Doctor and hygiene production per hour
One of the key numbers a doctor should track is his or her own production per hour. If your practice accepts discounted fee programs, it is a good idea to calculate both the gross production per hour and the net production per hour. The clients I work with average about $375 per hour with about 20% achieving over $500 per hour. In a typical practice, an increase of $50 per hour for the doctor represents about a $73,000 increase and additional profit of about $60,000! Similarly, the doctor should monitor the hygiene production per hour. The average per hour we see is about $100.
Number of patients seen each day
The number of patients seen each day by both doctor and hygienist should be monitored. The ideal for the doctor is eight to 12 patients. It is also a good idea to monitor patients who left without scheduling their next appointment.
Ratio of unscheduled units for doctor and hygiene to total available
By tracking this statistic, we can determine how efficiently we are scheduled.
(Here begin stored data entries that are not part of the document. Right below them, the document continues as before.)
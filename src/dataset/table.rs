use std::{collections::HashMap, fmt, io, sync::Arc};
use arrow::{
    array::{ArrayRef, Float64Array, StringArray},
    datatypes::{DataType, Field, Schema},
    record_batch::RecordBatch,
};
use crate::{Error, Result, CENSUS_ANNOTATION_VALUES, CENSUS_GEOGRAPHY_FIELDS, MISSING_MARKER};

#[derive(Debug, Clone, PartialEq)]
pub enum Value {
    Text(String),
    Number(f64),
}

pub type Cell = Option<Value>;

impl Value {
    /// Numeric view of the value, parsing text such as FIPS codes.
    pub fn as_f64(&self) -> Option<f64> {
        match self {
            Value::Number(n) => Some(*n),
            Value::Text(s) => s.trim().parse().ok(),
        }
    }

    // Type-tagged so that "121" and 121 never join
    pub(crate) fn key_repr(&self) -> String {
        match self {
            Value::Text(s) => format!("t:{}", s),
            Value::Number(n) => format!("n:{}", n),
        }
    }

    fn parse(raw: &str, as_text: bool) -> Cell {
        let trimmed = raw.trim();
        if trimmed.is_empty() || trimmed == MISSING_MARKER {
            return None;
        }
        if as_text {
            return Some(Value::Text(raw.to_string()));
        }
        match trimmed.parse::<f64>() {
            Ok(n) if CENSUS_ANNOTATION_VALUES.contains(&n) => None,
            Ok(n) => Some(Value::Number(n)),
            Err(_) => Some(Value::Text(raw.to_string())),
        }
    }
}

impl fmt::Display for Value {
    fn fmt(&self, f: &mut fmt::Formatter<'_>) -> fmt::Result {
        match self {
            Value::Text(s) => write!(f, "{}", s),
            Value::Number(n) if n.fract() == 0.0 && n.abs() < 1e15 => write!(f, "{}", *n as i64),
            Value::Number(n) => write!(f, "{}", n),
        }
    }
}

impl From<&str> for Value {
    fn from(s: &str) -> Self {
        Value::Text(s.to_string())
    }
}

impl From<f64> for Value {
    fn from(n: f64) -> Self {
        Value::Number(n)
    }
}

#[derive(Debug, Clone, PartialEq, Default)]
pub struct Table {
    columns: Vec<String>,
    rows: Vec<Vec<Cell>>,
}

impl Table {
    pub fn new<S: Into<String>>(columns: impl IntoIterator<Item = S>) -> Self {
        Self {
            columns: columns.into_iter().map(Into::into).collect(),
            rows: Vec::new(),
        }
    }

    pub fn push_row(&mut self, row: Vec<Cell>) -> Result<()> {
        if row.len() != self.columns.len() {
            return Err(Error::Dataset(format!(
                "Row has {} cells but table has {} columns",
                row.len(),
                self.columns.len()
            )));
        }
        self.rows.push(row);
        Ok(())
    }

    pub fn columns(&self) -> &[String] {
        &self.columns
    }

    pub fn rows(&self) -> &[Vec<Cell>] {
        &self.rows
    }

    pub fn len(&self) -> usize {
        self.rows.len()
    }

    pub fn is_empty(&self) -> bool {
        self.rows.is_empty()
    }

    pub fn column_index(&self, name: &str) -> Option<usize> {
        self.columns.iter().position(|c| c == name)
    }

    pub fn cell(&self, row: usize, column: &str) -> Option<&Value> {
        let idx = self.column_index(column)?;
        self.rows.get(row)?.get(idx)?.as_ref()
    }

    pub fn column(&self, name: &str) -> Result<Vec<&Cell>> {
        let idx = self
            .column_index(name)
            .ok_or_else(|| Error::Dataset(format!("Column not found: {}", name)))?;
        Ok(self.rows.iter().map(|row| &row[idx]).collect())
    }

    pub fn numeric_column(&self, name: &str) -> Result<Vec<Option<f64>>> {
        Ok(self
            .column(name)?
            .into_iter()
            .map(|cell| cell.as_ref().and_then(Value::as_f64))
            .collect())
    }

    /// Relabels columns found in `labels`; other columns keep their names.
    pub fn rename_columns(&mut self, labels: &HashMap<String, String>) {
        for column in self.columns.iter_mut() {
            if let Some(label) = labels.get(column) {
                *column = label.clone();
            }
        }
    }

    pub(crate) fn from_parts(columns: Vec<String>, rows: Vec<Vec<Cell>>) -> Self {
        Self { columns, rows }
    }

    /// Parses a census API response: a JSON array whose first row is the header.
    pub fn from_census_json(bytes: &[u8]) -> Result<Self> {
        let raw: Vec<Vec<Option<String>>> = serde_json::from_slice(bytes)?;
        let mut raw_rows = raw.into_iter();
        let header = raw_rows
            .next()
            .ok_or_else(|| Error::Dataset("Census response has no header row".to_string()))?;

        let columns = header
            .into_iter()
            .map(|name| name.ok_or_else(|| Error::Dataset("Census header contains null".to_string())))
            .collect::<Result<Vec<String>>>()?;
        let text_mask: Vec<bool> = columns
            .iter()
            .map(|c| CENSUS_GEOGRAPHY_FIELDS.contains(&c.as_str()))
            .collect();

        let mut table = Table::new(columns);
        for raw_row in raw_rows {
            let row = raw_row
                .iter()
                .zip(&text_mask)
                .map(|(cell, &as_text)| cell.as_deref().and_then(|s| Value::parse(s, as_text)))
                .collect();
            table.push_row(row)?;
        }
        Ok(table)
    }

    /// Reads CSV with a header row; `text_columns` are never parsed as numbers.
    pub fn from_csv<R: io::Read>(reader: R, text_columns: &[&str]) -> Result<Self> {
        let mut rdr = csv::Reader::from_reader(reader);
        let columns: Vec<String> = rdr.headers()?.iter().map(str::to_string).collect();
        let text_mask: Vec<bool> = columns
            .iter()
            .map(|c| text_columns.contains(&c.as_str()))
            .collect();

        let mut table = Table::new(columns);
        for result in rdr.records() {
            let record = result?;
            let row = record
                .iter()
                .zip(&text_mask)
                .map(|(field, &as_text)| Value::parse(field, as_text))
                .collect();
            table.push_row(row)?;
        }
        Ok(table)
    }

    pub fn write_csv<W: io::Write>(&self, writer: W) -> Result<()> {
        let mut wtr = csv::Writer::from_writer(writer);
        wtr.write_record(&self.columns)?;
        for row in &self.rows {
            wtr.write_record(row.iter().map(|cell| match cell {
                Some(value) => value.to_string(),
                None => MISSING_MARKER.to_string(),
            }))?;
        }
        wtr.flush()?;
        Ok(())
    }

    /// Columns whose present values are all numbers become Float64, the rest Utf8.
    pub fn to_record_batch(&self) -> Result<RecordBatch> {
        let mut fields = Vec::with_capacity(self.columns.len());
        let mut arrays: Vec<ArrayRef> = Vec::with_capacity(self.columns.len());

        for (idx, name) in self.columns.iter().enumerate() {
            let cells = self.rows.iter().map(|row| &row[idx]);
            let numeric = cells
                .clone()
                .all(|cell| matches!(cell, None | Some(Value::Number(_))));

            if numeric {
                let values: Vec<Option<f64>> = cells
                    .map(|cell| cell.as_ref().and_then(Value::as_f64))
                    .collect();
                fields.push(Field::new(name, DataType::Float64, true));
                arrays.push(Arc::new(Float64Array::from(values)));
            } else {
                let values: Vec<Option<String>> = cells
                    .map(|cell| cell.as_ref().map(Value::to_string))
                    .collect();
                fields.push(Field::new(name, DataType::Utf8, true));
                arrays.push(Arc::new(StringArray::from(values)));
            }
        }

        Ok(RecordBatch::try_new(Arc::new(Schema::new(fields)), arrays)?)
    }
}
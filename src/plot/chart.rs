use plotters::prelude::*;
use crate::{Error, Result, Table, Trendline};

// matplotlib's tab20 cycle
pub const TAB20: [RGBColor; 20] = [
    RGBColor(31, 119, 180),
    RGBColor(174, 199, 232),
    RGBColor(255, 127, 14),
    RGBColor(255, 187, 120),
    RGBColor(44, 160, 44),
    RGBColor(152, 223, 138),
    RGBColor(214, 39, 40),
    RGBColor(255, 152, 150),
    RGBColor(148, 103, 189),
    RGBColor(197, 176, 213),
    RGBColor(140, 86, 75),
    RGBColor(196, 156, 148),
    RGBColor(227, 119, 194),
    RGBColor(247, 182, 210),
    RGBColor(127, 127, 127),
    RGBColor(199, 199, 199),
    RGBColor(188, 189, 34),
    RGBColor(219, 219, 141),
    RGBColor(23, 190, 207),
    RGBColor(158, 218, 229),
];

const DEFAULT_SIZE: (u32, u32) = (1600, 1000);
const BAR_GROUP_WIDTH: f64 = 0.8;

#[derive(Debug, Clone, Copy, PartialEq, Eq)]
pub enum ChartKind {
    Line,
    Bar,
}

#[derive(Debug, Clone, PartialEq)]
pub struct ChartSeries {
    pub label: String,
    pub values: Vec<Option<f64>>,
}

impl ChartSeries {
    pub fn new(label: impl Into<String>, values: Vec<Option<f64>>) -> Self {
        Self {
            label: label.into(),
            values,
        }
    }

    /// One series per table row, labelled by `label_column`, with one value
    /// per entry of `value_columns`.
    pub fn from_table(table: &Table, label_column: &str, value_columns: &[String]) -> Result<Vec<Self>> {
        let labels = table.column(label_column)?;
        let columns = value_columns
            .iter()
            .map(|name| table.numeric_column(name))
            .collect::<Result<Vec<_>>>()?;

        Ok(labels
            .iter()
            .enumerate()
            .map(|(row, label)| {
                let label = match label {
                    Some(value) => value.to_string(),
                    None => String::new(),
                };
                let values = columns.iter().map(|column| column[row]).collect();
                Self::new(label, values)
            })
            .collect())
    }

    fn points<'a>(&'a self, x_values: &'a [f64]) -> impl Iterator<Item = (f64, f64)> + 'a {
        x_values
            .iter()
            .zip(&self.values)
            .filter_map(|(&x, y)| y.filter(|y| y.is_finite()).map(|y| (x, y)))
    }
}

#[derive(Debug, Clone)]
pub struct ChartOptions {
    pub title: String,
    pub x_label: String,
    pub y_label: String,
    pub x_limits: Option<(f64, f64)>,
    pub size: (u32, u32),
}

impl ChartOptions {
    pub fn new(title: impl Into<String>, x_label: impl Into<String>, y_label: impl Into<String>) -> Self {
        Self {
            title: title.into(),
            x_label: x_label.into(),
            y_label: y_label.into(),
            x_limits: None,
            size: DEFAULT_SIZE,
        }
    }

    pub fn with_x_limits(mut self, left: f64, right: f64) -> Self {
        self.x_limits = Some((left, right));
        self
    }

    pub fn with_size(mut self, width: u32, height: u32) -> Self {
        self.size = (width, height);
        self
    }
}

fn plot_err<E: std::fmt::Display>(err: E) -> Error {
    Error::Plot(err.to_string())
}

fn padded(min: f64, max: f64) -> (f64, f64) {
    if min == max {
        return (min - 1.0, max + 1.0);
    }
    let pad = (max - min) * 0.05;
    (min - pad, max + pad)
}

pub fn render_line_chart(
    series: &[ChartSeries],
    x_values: &[f64],
    options: &ChartOptions,
    trendline: Option<&Trendline>,
) -> Result<String> {
    render_chart(ChartKind::Line, series, x_values, options, trendline)
}

pub fn render_bar_chart(
    series: &[ChartSeries],
    x_values: &[f64],
    options: &ChartOptions,
    trendline: Option<&Trendline>,
) -> Result<String> {
    render_chart(ChartKind::Bar, series, x_values, options, trendline)
}

/// Renders rows-as-series data to an SVG document.
pub fn render_chart(
    kind: ChartKind,
    series: &[ChartSeries],
    x_values: &[f64],
    options: &ChartOptions,
    trendline: Option<&Trendline>,
) -> Result<String> {
    if let Some(bad) = series.iter().find(|s| s.values.len() != x_values.len()) {
        return Err(Error::Plot(format!(
            "Series {} has {} values for {} x points",
            bad.label,
            bad.values.len(),
            x_values.len()
        )));
    }

    let ys: Vec<f64> = series.iter().flat_map(|s| s.points(x_values).map(|(_, y)| y)).collect();
    if ys.is_empty() {
        return Err(Error::Plot("Nothing to plot".to_string()));
    }

    let (x_min, x_max) = match options.x_limits {
        Some(limits) => limits,
        None => {
            let lo = x_values.iter().copied().fold(f64::INFINITY, f64::min);
            let hi = x_values.iter().copied().fold(f64::NEG_INFINITY, f64::max);
            match kind {
                ChartKind::Line => padded(lo, hi),
                ChartKind::Bar => (lo - 0.5, hi + 0.5),
            }
        }
    };

    let mut y_lo = ys.iter().copied().fold(f64::INFINITY, f64::min);
    let mut y_hi = ys.iter().copied().fold(f64::NEG_INFINITY, f64::max);
    if kind == ChartKind::Bar {
        y_lo = y_lo.min(0.0);
        y_hi = y_hi.max(0.0);
    }
    if let Some(trend) = trendline {
        for y in [trend.eval(x_min), trend.eval(x_max)] {
            y_lo = y_lo.min(y);
            y_hi = y_hi.max(y);
        }
    }
    let (y_min, y_max) = padded(y_lo, y_hi);

    let mut svg = String::new();
    {
        let root = SVGBackend::with_string(&mut svg, options.size).into_drawing_area();
        root.fill(&WHITE).map_err(plot_err)?;

        let mut chart = ChartBuilder::on(&root)
            .caption(&options.title, ("sans-serif", 30))
            .margin(20)
            .x_label_area_size(50)
            .y_label_area_size(90)
            .build_cartesian_2d(x_min..x_max, y_min..y_max)
            .map_err(plot_err)?;

        chart
            .configure_mesh()
            .x_desc(options.x_label.as_str())
            .y_desc(options.y_label.as_str())
            .draw()
            .map_err(plot_err)?;

        let bar_width = BAR_GROUP_WIDTH / series.len().max(1) as f64;

        for (i, s) in series.iter().enumerate() {
            let color = TAB20[i % TAB20.len()];
            let points: Vec<(f64, f64)> = s.points(x_values).collect();

            match kind {
                ChartKind::Line => {
                    chart
                        .draw_series(LineSeries::new(points.clone(), color.stroke_width(4)))
                        .map_err(plot_err)?
                        .label(s.label.as_str())
                        .legend(move |(x, y)| {
                            PathElement::new(vec![(x, y), (x + 20, y)], color.stroke_width(4))
                        });
                    chart
                        .draw_series(points.iter().map(|&p| Circle::new(p, 6, color.filled())))
                        .map_err(plot_err)?;
                }
                ChartKind::Bar => {
                    let offset = -BAR_GROUP_WIDTH / 2.0 + bar_width * i as f64;
                    chart
                        .draw_series(points.iter().map(|&(x, y)| {
                            Rectangle::new([(x + offset, 0.0), (x + offset + bar_width, y)], color.filled())
                        }))
                        .map_err(plot_err)?
                        .label(s.label.as_str())
                        .legend(move |(x, y)| Rectangle::new([(x, y - 5), (x + 20, y + 5)], color.filled()));
                }
            }
        }

        if let Some(trend) = trendline {
            chart
                .draw_series(LineSeries::new(
                    vec![(x_min, trend.eval(x_min)), (x_max, trend.eval(x_max))],
                    BLACK.mix(0.6).stroke_width(2),
                ))
                .map_err(plot_err)?;
        }

        if !series.is_empty() {
            chart
                .configure_series_labels()
                .position(SeriesLabelPosition::UpperRight)
                .background_style(WHITE.mix(0.8))
                .border_style(BLACK)
                .draw()
                .map_err(plot_err)?;
        }

        root.present().map_err(plot_err)?;
    }

    Ok(svg)
}
use axum::response::{Json, IntoResponse};
use axum::http::StatusCode;
use crate::{HealthResponse, API_NAME, API_VERSION};

pub async fn health_check() -> impl IntoResponse {
    let response = HealthResponse {
        name: API_NAME.to_string(),
        version: API_VERSION.to_string(),
    };

    (StatusCode::OK, Json(response))
}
In today’s economy, many practices have surplus capacity resulting in an overstaffed practice.
The dentist should always have a handle on the amount and type of production adjustments made in the practice. You want to pay particular attention to the write-downs. Make it a habit to ask frequent questions of your front desk staff regarding adjustments.
Number of new-patient phone inquiries compared to appointments set
One activity measure that tells a lot about the effectiveness of your advertising and marketing is tracking the number of new-patient phone inquiries compared to number appointed. We frequently see front desk staff using ineffective techniques, limiting the number of new patients appointed.
Funds deposited in the bank compared to day sheet
Tracking deposits is a good deterrent to embezzlement. Your staff should print off the day sheet for you to take home. This lets them know you are engaged in the finances of your practices.
These statistics, collected by your staff and reviewed by you in a matter of a few minutes, will put you in the habit of keeping a close eye on some very important key numbers.